Разве так поступает человек, не способный свести счеты с собственным прошлым? Напротив, так делает тот, кто считает, что пересмотреть свое прошлое можно только тогда, когда нет настоящего, и что только воспоминания (пусть и слегка беспорядочные, а может, как раз только беспорядочные) позволяют найти нечто, ради чего стоит если не жить, то хотя бы умереть.
Но если так, то Пруст видел в Нервале не слабого и беззащитного “отца”, за которого надо отомстить, а скорее необыкновенно сильного, которого стоит превзойти. И, возможно, посвятил жизнь этой задаче.
Уайльд. Парадокс и афоризм[23]
Афоризм с трудом поддается определению. Греческое по происхождению слово, кроме значений “подношение” или “пожертвование”, со временем стало обозначать “краткое изречение, высказывание, сентенция”. Таковы, например, афоризмы Гиппократа. Афоризм, по словарю Дзингарелли, – это “краткое изречение нравоучительного или философского характера”.
Что же тогда отличает афоризм от любого другого изречения? Ничего, кроме краткости.
Мы часто утешаемся пустяками, ибо пустяки нас огорчают[24]. (Блез Паскаль. “Мысли”)
Не будь у нас недостатков, нам было бы не так приятно подмечать их у ближних[25]. (Франсуа Ларошфуко. “Максимы и моральные изречения”)
Память – это дневник, который мы постоянно носим с собой[26]. (Оскар Уайльд. “Как важно быть серьезным”)
Иные мысли, которых у меня нет и которые я не смог бы выразить словами, я почерпнул из языка. (Карл Краус. “Утверждения и опровержения”)
Приведенные выше изречения являются афоризмами, а приведенные ниже для этого слишком длинны.
Как велико преимущество знатного происхождения! С восемнадцати лет человеку открыты все пути, ему уже не в новинку известность и почет, меж тем как другие если и достигнут таких же наград, то годам к пятидесяти, не раньше: выигрыш в тридцать лет. (Блез Паскаль. “Мысли”)
Художник не моралист. Подобная склонность художника рождает непростительную манерность стиля[27]. (Оскар Уайльд. Предисловие к “Портрету Дориана Грея”)
Алекс Фальцон в предисловии к изданию “Афоризмов” Уайльда называет афоризмом изречение не просто краткое, но и остроумное.
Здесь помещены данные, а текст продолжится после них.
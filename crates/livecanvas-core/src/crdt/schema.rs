//! Loro document schema and operations.

use loro::{ExportMode, LoroDoc, LoroMap, LoroValue, UndoManager, ValueOrContainer, VersionVector};

use super::record::{decode, encode, render_order, ShapeRecord};
use super::CrdtError;
use crate::comments::{CommentThread, ThreadId};
use crate::shapes::{Shape, ShapeId};

/// Key for the shapes map in the document.
pub const SHAPES_KEY: &str = "shapes";
/// Key for the comment threads map in the document.
pub const THREADS_KEY: &str = "threads";

const MAX_UNDO_STEPS: usize = 100;
/// Edits within this many milliseconds merge into one undo step.
const UNDO_MERGE_INTERVAL_MS: i64 = 300;

/// The replicated shared map.
///
/// Wraps a `LoroDoc` and provides a high-level API over its two root maps.
/// Every value is an opaque JSON record, so concurrent writes to the same
/// key resolve as last-writer-wins. Also owns an `UndoManager` that only
/// tracks changes made by this peer.
pub struct SharedStorage {
    doc: LoroDoc,
    undo_manager: UndoManager,
}

impl SharedStorage {
    /// Create a new empty storage.
    pub fn new() -> Self {
        Self::with_doc(LoroDoc::new())
    }

    /// Create a storage from a snapshot or update blob.
    pub fn from_snapshot(bytes: &[u8]) -> Result<Self, CrdtError> {
        let doc = LoroDoc::new();
        doc.import(bytes)?;
        Ok(Self::with_doc(doc))
    }

    fn with_doc(doc: LoroDoc) -> Self {
        let mut undo_manager = UndoManager::new(&doc);
        undo_manager.set_max_undo_steps(MAX_UNDO_STEPS);
        undo_manager.set_merge_interval(UNDO_MERGE_INTERVAL_MS);
        Self { doc, undo_manager }
    }

    /// Get the underlying LoroDoc.
    pub fn loro_doc(&self) -> &LoroDoc {
        &self.doc
    }

    /// Peer ID of this replica.
    pub fn peer_id(&self) -> u64 {
        self.doc.peer_id()
    }

    fn shapes_map(&self) -> LoroMap {
        self.doc.get_map(SHAPES_KEY)
    }

    fn threads_map(&self) -> LoroMap {
        self.doc.get_map(THREADS_KEY)
    }

    // --- Shapes ---

    /// Number of shape records.
    pub fn shape_count(&self) -> usize {
        self.shapes_map().len()
    }

    /// Insert or overwrite the record stored under the record's shape id.
    pub fn upsert_shape(&mut self, record: &ShapeRecord) -> Result<(), CrdtError> {
        let id = record.id().to_string();
        self.shapes_map().insert(&id, encode(record)?)?;
        self.doc.commit();
        Ok(())
    }

    /// Delete a shape record. Returns false if there was no such record.
    pub fn delete_shape(&mut self, id: ShapeId) -> Result<bool, CrdtError> {
        let shapes = self.shapes_map();
        let key = id.to_string();
        if shapes.get(&key).is_none() {
            return Ok(false);
        }
        shapes.delete(&key)?;
        self.doc.commit();
        Ok(true)
    }

    /// Get a shape record by id.
    pub fn get_shape(&self, id: ShapeId) -> Option<ShapeRecord> {
        match self.shapes_map().get(&id.to_string())? {
            ValueOrContainer::Value(value) => decode_logged(&value),
            ValueOrContainer::Container(_) => None,
        }
    }

    /// All shape records in render order (back to front).
    pub fn shape_records(&self) -> Vec<ShapeRecord> {
        let mut records: Vec<ShapeRecord> = map_values(&self.shapes_map())
            .iter()
            .filter_map(decode_logged)
            .collect();
        records.sort_by(render_order);
        records
    }

    /// All shapes in render order.
    pub fn shapes_ordered(&self) -> Vec<Shape> {
        self.shape_records().into_iter().map(|r| r.shape).collect()
    }

    /// Delete every shape record in one commit. Returns how many were removed.
    pub fn clear_shapes(&mut self) -> Result<usize, CrdtError> {
        let shapes = self.shapes_map();
        let keys = map_keys(&shapes);
        for key in &keys {
            shapes.delete(key)?;
        }
        self.doc.commit();
        Ok(keys.len())
    }

    // --- Z-order ---

    /// Z key for a shape placed on top of everything.
    pub fn next_z(&self) -> f64 {
        self.shape_records()
            .last()
            .map(|r| r.z.floor() + 1.0)
            .unwrap_or(0.0)
    }

    /// Rewrite a record's z key. Returns false if the shape does not exist.
    fn set_z(&mut self, id: ShapeId, z: f64) -> Result<bool, CrdtError> {
        match self.get_shape(id) {
            Some(mut record) => {
                record.z = z;
                self.upsert_shape(&record)?;
                Ok(true)
            }
            None => Ok(false),
        }
    }

    /// Bring a shape to the front (top of z-order).
    pub fn bring_to_front(&mut self, id: ShapeId) -> Result<bool, CrdtError> {
        let records = self.shape_records();
        match records.last() {
            Some(top) if top.id() == id => Ok(false),
            Some(top) => {
                let z = top.z.floor() + 1.0;
                self.set_z(id, z)
            }
            None => Ok(false),
        }
    }

    /// Send a shape to the back (bottom of z-order).
    pub fn send_to_back(&mut self, id: ShapeId) -> Result<bool, CrdtError> {
        let records = self.shape_records();
        match records.first() {
            Some(bottom) if bottom.id() == id => Ok(false),
            Some(bottom) => {
                let z = bottom.z.ceil() - 1.0;
                self.set_z(id, z)
            }
            None => Ok(false),
        }
    }

    /// Move a shape one layer forward by swapping keys with its neighbour.
    /// Returns false if it is already at the front.
    pub fn bring_forward(&mut self, id: ShapeId) -> Result<bool, CrdtError> {
        let records = self.shape_records();
        let Some(pos) = records.iter().position(|r| r.id() == id) else {
            return Ok(false);
        };
        if pos + 1 >= records.len() {
            return Ok(false);
        }
        self.swap_z(records, pos, pos + 1)
    }

    /// Move a shape one layer backward by swapping keys with its neighbour.
    /// Returns false if it is already at the back.
    pub fn send_backward(&mut self, id: ShapeId) -> Result<bool, CrdtError> {
        let records = self.shape_records();
        let Some(pos) = records.iter().position(|r| r.id() == id) else {
            return Ok(false);
        };
        if pos == 0 {
            return Ok(false);
        }
        self.swap_z(records, pos, pos - 1)
    }

    /// Swap the keys of two adjacent records. A run of equal keys is first
    /// spread out so the swap moves the shape by exactly one layer.
    fn swap_z(
        &mut self,
        mut records: Vec<ShapeRecord>,
        a: usize,
        b: usize,
    ) -> Result<bool, CrdtError> {
        let mut changed = vec![a, b];
        if records[a].z == records[b].z {
            changed.extend(spread_ties(&mut records, a));
        }
        let z = records[a].z;
        records[a].z = records[b].z;
        records[b].z = z;

        changed.sort_unstable();
        changed.dedup();
        let shapes = self.shapes_map();
        for i in changed {
            let record = &records[i];
            shapes.insert(&record.id().to_string(), encode(record)?)?;
        }
        self.doc.commit();
        Ok(true)
    }

    // --- Comment threads ---

    /// Insert or overwrite a comment thread.
    pub fn upsert_thread(&mut self, thread: &CommentThread) -> Result<(), CrdtError> {
        self.threads_map()
            .insert(&thread.id.to_string(), encode(thread)?)?;
        self.doc.commit();
        Ok(())
    }

    /// Delete a thread. Returns false if there was no such thread.
    pub fn delete_thread(&mut self, id: ThreadId) -> Result<bool, CrdtError> {
        let threads = self.threads_map();
        let key = id.to_string();
        if threads.get(&key).is_none() {
            return Ok(false);
        }
        threads.delete(&key)?;
        self.doc.commit();
        Ok(true)
    }

    pub fn get_thread(&self, id: ThreadId) -> Option<CommentThread> {
        match self.threads_map().get(&id.to_string())? {
            ValueOrContainer::Value(value) => decode_logged(&value),
            ValueOrContainer::Container(_) => None,
        }
    }

    /// All threads, unordered.
    pub fn threads(&self) -> Vec<CommentThread> {
        map_values(&self.threads_map())
            .iter()
            .filter_map(decode_logged)
            .collect()
    }

    // --- Replication ---

    /// Export the document as a snapshot (full state).
    pub fn export_snapshot(&self) -> Result<Vec<u8>, CrdtError> {
        self.doc
            .export(ExportMode::Snapshot)
            .map_err(|e| CrdtError::Encode(e.to_string()))
    }

    /// Export incremental updates since a version.
    pub fn export_updates(&self, since: &VersionVector) -> Result<Vec<u8>, CrdtError> {
        self.doc
            .export(ExportMode::updates(since))
            .map_err(|e| CrdtError::Encode(e.to_string()))
    }

    /// Import a snapshot or updates from another replica.
    /// Returns true if the import changed this replica.
    pub fn import(&mut self, bytes: &[u8]) -> Result<bool, CrdtError> {
        let before = self.version();
        self.doc.import(bytes)?;
        Ok(self.version() != before)
    }

    /// Get the current version vector.
    pub fn version(&self) -> VersionVector {
        self.doc.oplog_vv()
    }

    // --- Undo/Redo ---

    /// Undo the last change made by this peer.
    /// Returns true if undo was performed, false if nothing to undo.
    pub fn undo(&mut self) -> bool {
        match self.undo_manager.undo() {
            Ok(done) => done,
            Err(e) => {
                log::warn!("Undo failed: {}", e);
                false
            }
        }
    }

    /// Redo the last undone change.
    pub fn redo(&mut self) -> bool {
        match self.undo_manager.redo() {
            Ok(done) => done,
            Err(e) => {
                log::warn!("Redo failed: {}", e);
                false
            }
        }
    }

    pub fn can_undo(&self) -> bool {
        self.undo_manager.can_undo()
    }

    pub fn can_redo(&self) -> bool {
        self.undo_manager.can_redo()
    }

    /// Start a new undo group. All changes until `end_undo_group` will be undone together.
    pub fn start_undo_group(&mut self) {
        if let Err(e) = self.undo_manager.group_start() {
            log::warn!("Could not start undo group: {}", e);
        }
    }

    pub fn end_undo_group(&mut self) {
        self.undo_manager.group_end();
    }

    pub fn clear_undo_history(&self) {
        self.undo_manager.clear();
    }
}

impl Default for SharedStorage {
    fn default() -> Self {
        Self::new()
    }
}

fn decode_logged<T: serde::de::DeserializeOwned>(value: &LoroValue) -> Option<T> {
    match decode(value) {
        Ok(record) => Some(record),
        Err(e) => {
            log::warn!("Skipping unreadable record: {}", e);
            None
        }
    }
}

/// Give the run of records sharing `records[idx].z` distinct increasing keys,
/// all below the next key up. `records` must be in render order. Returns the
/// indices that were rewritten.
fn spread_ties(records: &mut [ShapeRecord], idx: usize) -> Vec<usize> {
    let z = records[idx].z;
    let start = records[..idx]
        .iter()
        .rposition(|r| r.z != z)
        .map_or(0, |i| i + 1);
    let end = records[idx..]
        .iter()
        .position(|r| r.z != z)
        .map_or(records.len(), |i| idx + i);
    let upper = records.get(end).map_or(z + 1.0, |r| r.z);
    let step = (upper - z) / (end - start) as f64;
    for (i, record) in records[start..end].iter_mut().enumerate() {
        record.z = z + step * i as f64;
    }
    (start..end).collect()
}

fn map_values(map: &LoroMap) -> Vec<LoroValue> {
    match map.get_deep_value() {
        LoroValue::Map(entries) => entries.values().cloned().collect(),
        _ => Vec::new(),
    }
}

fn map_keys(map: &LoroMap) -> Vec<String> {
    match map.get_deep_value() {
        LoroValue::Map(entries) => entries.keys().cloned().collect(),
        _ => Vec::new(),
    }
}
Он следует современной тенденции, в соответствии с которой для афоризма важнее изящество и блеск – в ущерб истинности утверждения. Естественно, когда речь идет об изречениях или афоризмах, их истинность зависит от намерений автора: афоризм выражает то, что его автор считает правдой и в чем желает убедить читателей. Но в целом авторы изречений или афоризмов не обязательно стремятся казаться остроумными и тем более осмеять существующие воззрения. Скорее они желают привлечь внимание и изменить отношение к проблеме, к которой в настоящий момент общественное мнение относится недостаточно серьезно.